Wenn sich jemand mit dem Licht in Münster auskennt, dann ist es Ernst Wiesmann. 39 Jahre lang sorgte Ernst mit seinem Straßenbeleuchtungsteam dafür, dass kein Nachtschwärmer im Dunkeln nach Hause oder zur Nacht- und Frühschicht finden muss. Im September tritt das Stadtwerke-Urgestein nun seinen wohlverdienten Ruhestand an.

Am münsterschen Nachthimmel hat sich in seiner Zeit viel verändert.

Lichtsteuerung mit Pult und Hupe

Früher konnte der Pförtner die Straßenlichter über ein großes Pult steuern an. Ließ sich eine Störung darüber nicht beheben, begann für die Techniker die Detektivarbeit. (Aufnahme von 1994)

Licht an, Licht aus – so einfach ist das nicht, wenn es um mehr als 28.000 Lichter in bis zu 16 Metern Höhe geht. Wo heute per Funktechnik viel ferngesteuert werden kann, waren mit der früheren analogen Technik Handarbeit und im Störungsfall lange Wege und manchmal auch Spürsinn notwendig. Die Straßenbeleuchtung wurde zwar schon zentral von einem Dämmerungsschalter an- und ausgeschaltet. Unüberhörbar kündigte früher eine Hupe das Anschalten der Straßenleuchten an. Dies war das Signal für den Stadtwerke-Pförtner auf seinem großen Pult 60 Lämpchen zu kontrollieren. Blieb eins aus, blieb es in einem Teil der Stadt dunkel. Per Knopfdruck konnte der Pförtner versuchen, die betroffenen Leuchten manuell zu schalten. Funktionierte dies nicht, begann für die Techniker die Detektivarbeit.

Mit Blaulicht-Eskorte durch Wolbeck

Ein solches Erlebnis aus den neunziger Jahren ist Ernst Wiesmann besonders im Gedächtnis geblieben: Die Laternen in Wolbeck und Gremmendorf flackerten und blinkten – „wie in der Disko“. Auf Hinweis einiger Anwohner fuhr der junge Beleuchtungstechniker zu später Stunde an den Ort des Geschehens. Im Flackerlicht begab er sich auf Fehlersuche und fuhr die Strom- und Beleuchtungskästen ab. Irgendwo in einem dieser Kästen entlang der wild blinkenden Strecke musste sich der Defekt verstecken. Die Frage war nur, in welchem?

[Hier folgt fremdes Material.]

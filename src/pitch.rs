//! Pitch mapping: drawn height to frequency, and scale quantization.

use serde::{Deserialize, Serialize};

pub const MIN_FREQUENCY: f64 = 20.0;
pub const MAX_FREQUENCY: f64 = 20000.0;

/// Musical scales available for harmonization.
#[derive(Debug, Clone, Copy, PartialEq, Eq, Hash, Default, Serialize, Deserialize)]
#[serde(rename_all = "lowercase")]
pub enum Scale {
    Minor,
    Pentatonic,
    Blues,
    #[default]
    #[serde(other)]
    Major,
}

impl Scale {
    /// Semitone offsets of each degree, in declaration order.
    pub fn degrees(self) -> &'static [i32] {
        match self {
            Scale::Major => &[0, 2, 4, 5, 7, 9, 11],
            Scale::Minor => &[0, 2, 3, 5, 7, 8, 10],
            Scale::Pentatonic => &[0, 3, 5, 7, 10],
            Scale::Blues => &[0, 3, 5, 6, 7, 10],
        }
    }

    /// Parse a scale name; unknown names fall back to major.
    pub fn from_name(name: &str) -> Scale {
        match name {
            "minor" => Scale::Minor,
            "pentatonic" => Scale::Pentatonic,
            "blues" => Scale::Blues,
            _ => Scale::Major,
        }
    }
}

/// Map a y coordinate (0 = top) to a frequency in Hz.
///
/// Linear from 1000 Hz at the top to 80 Hz at the bottom, clamped to the
/// audible range.
pub fn map_pitch(y: f64, height: f64) -> f64 {
    (1000.0 - (y / height) * 920.0).clamp(MIN_FREQUENCY, MAX_FREQUENCY)
}

/// Snap `freq` to the nearest degree of `scale` within its octave.
///
/// The note is first rounded to the nearest semitone. Among equally close
/// degrees the one declared first in the scale wins.
pub fn quantize(freq: f64, scale: Scale) -> f64 {
    let m = (69.0 + 12.0 * (freq / 440.0).log2()).round() as i64;
    let pc = m.rem_euclid(12) as i32;

    let degrees = scale.degrees();
    let mut best = degrees[0];
    let mut best_distance = i32::MAX;
    for &degree in degrees {
        let distance = (degree - pc).abs();
        if distance < best_distance {
            best_distance = distance;
            best = degree;
        }
    }

    440.0 * 2.0_f64.powf((m - pc as i64 + best as i64 - 69) as f64 / 12.0)
}

/// Quantize only when harmonization is on.
pub fn harmonize(freq: f64, enabled: bool, scale: Scale) -> f64 {
    if enabled { quantize(freq, scale) } else { freq }
}

#[cfg(test)]
mod tests {
    use super::*;

    const SCALES: [Scale; 4] = [Scale::Major, Scale::Minor, Scale::Pentatonic, Scale::Blues];

    #[test]
    fn map_pitch_reference_points() {
        assert_eq!(map_pitch(0.0, 100.0), 1000.0);
        assert_eq!(map_pitch(100.0, 100.0), 80.0);
        assert_eq!(map_pitch(50.0, 100.0), 540.0);
    }

    #[test]
    fn map_pitch_is_monotonic_and_clamped() {
        let mut prev = f64::INFINITY;
        for i in -200..=400 {
            let f = map_pitch(i as f64, 100.0);
            assert!(f <= prev);
            assert!((MIN_FREQUENCY..=MAX_FREQUENCY).contains(&f));
            prev = f;
        }
        assert_eq!(map_pitch(1000.0, 100.0), 20.0);
        assert_eq!(map_pitch(-5000.0, 100.0), 20000.0);
    }

    #[test]
    fn a440_is_a_fixed_point_in_major() {
        assert!((quantize(440.0, Scale::Major) - 440.0).abs() < 1e-9);
    }

    #[test]
    fn quantize_is_idempotent() {
        for scale in SCALES {
            let mut f = 20.0;
            while f < 20000.0 {
                let q = quantize(f, scale);
                let qq = quantize(q, scale);
                assert!((q - qq).abs() < 1e-9 * q, "{scale:?}: {f} -> {q} -> {qq}");
                f *= 1.013;
            }
        }
    }

    #[test]
    fn ties_resolve_to_first_declared_degree() {
        // C#5 (MIDI 73, pitch class 1) is one semitone from both 0 and 2; 0 is declared first.
        let c_sharp5 = 440.0 * 2.0_f64.powf(4.0 / 12.0);
        let c5 = 440.0 * 2.0_f64.powf(3.0 / 12.0);
        assert!((quantize(c_sharp5, Scale::Major) - c5).abs() < 1e-9);

        // Pentatonic: pitch class 4 is 1 from 3 and 1 from 5; 3 comes first.
        let e5 = 440.0 * 2.0_f64.powf(7.0 / 12.0);
        let d_sharp5 = 440.0 * 2.0_f64.powf(6.0 / 12.0);
        assert!((quantize(e5, Scale::Pentatonic) - d_sharp5).abs() < 1e-9);
    }

    #[test]
    fn snaps_within_the_octave_only() {
        // B (pitch class 11) in pentatonic: nearest degree is 10, never the next octave's 0.
        let b4 = 440.0 * 2.0_f64.powf(2.0 / 12.0);
        let a_sharp4 = 440.0 * 2.0_f64.powf(1.0 / 12.0);
        assert!((quantize(b4, Scale::Pentatonic) - a_sharp4).abs() < 1e-9);
    }

    #[test]
    fn unknown_scale_name_is_major() {
        assert_eq!(Scale::from_name("lydian"), Scale::Major);
        let s: Scale = serde_json::from_str("\"dorian\"").unwrap();
        assert_eq!(s, Scale::Major);
    }
}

Der Mann, der da im Dunkeln am Schaltschrank hantierte, kam der Besatzung eines zufällig vorbeifahrenden Polizeiwagens verdächtig vor. Auf die Frage, was er denn da am Schaltkasten tue, reichte ein Fingerzeig gen blinkendem Nachthimmel und das Stadtwerke-Logo auf seiner Jacke. Freund und Helfer waren schnell überzeugt und eskortierten den Techniker mit Blaulicht auf seiner Tour. So blinkte es in Ernsts Wagen nicht nur in sanftem gelb von oben, sondern auch blau vor der Windschutzscheibe. Den Kabelfehler fand Ernst nach einigem Suchen dann schließlich auch, seine persönliche Eskorte war da allerdings schon zum nächsten Einsatz unterwegs.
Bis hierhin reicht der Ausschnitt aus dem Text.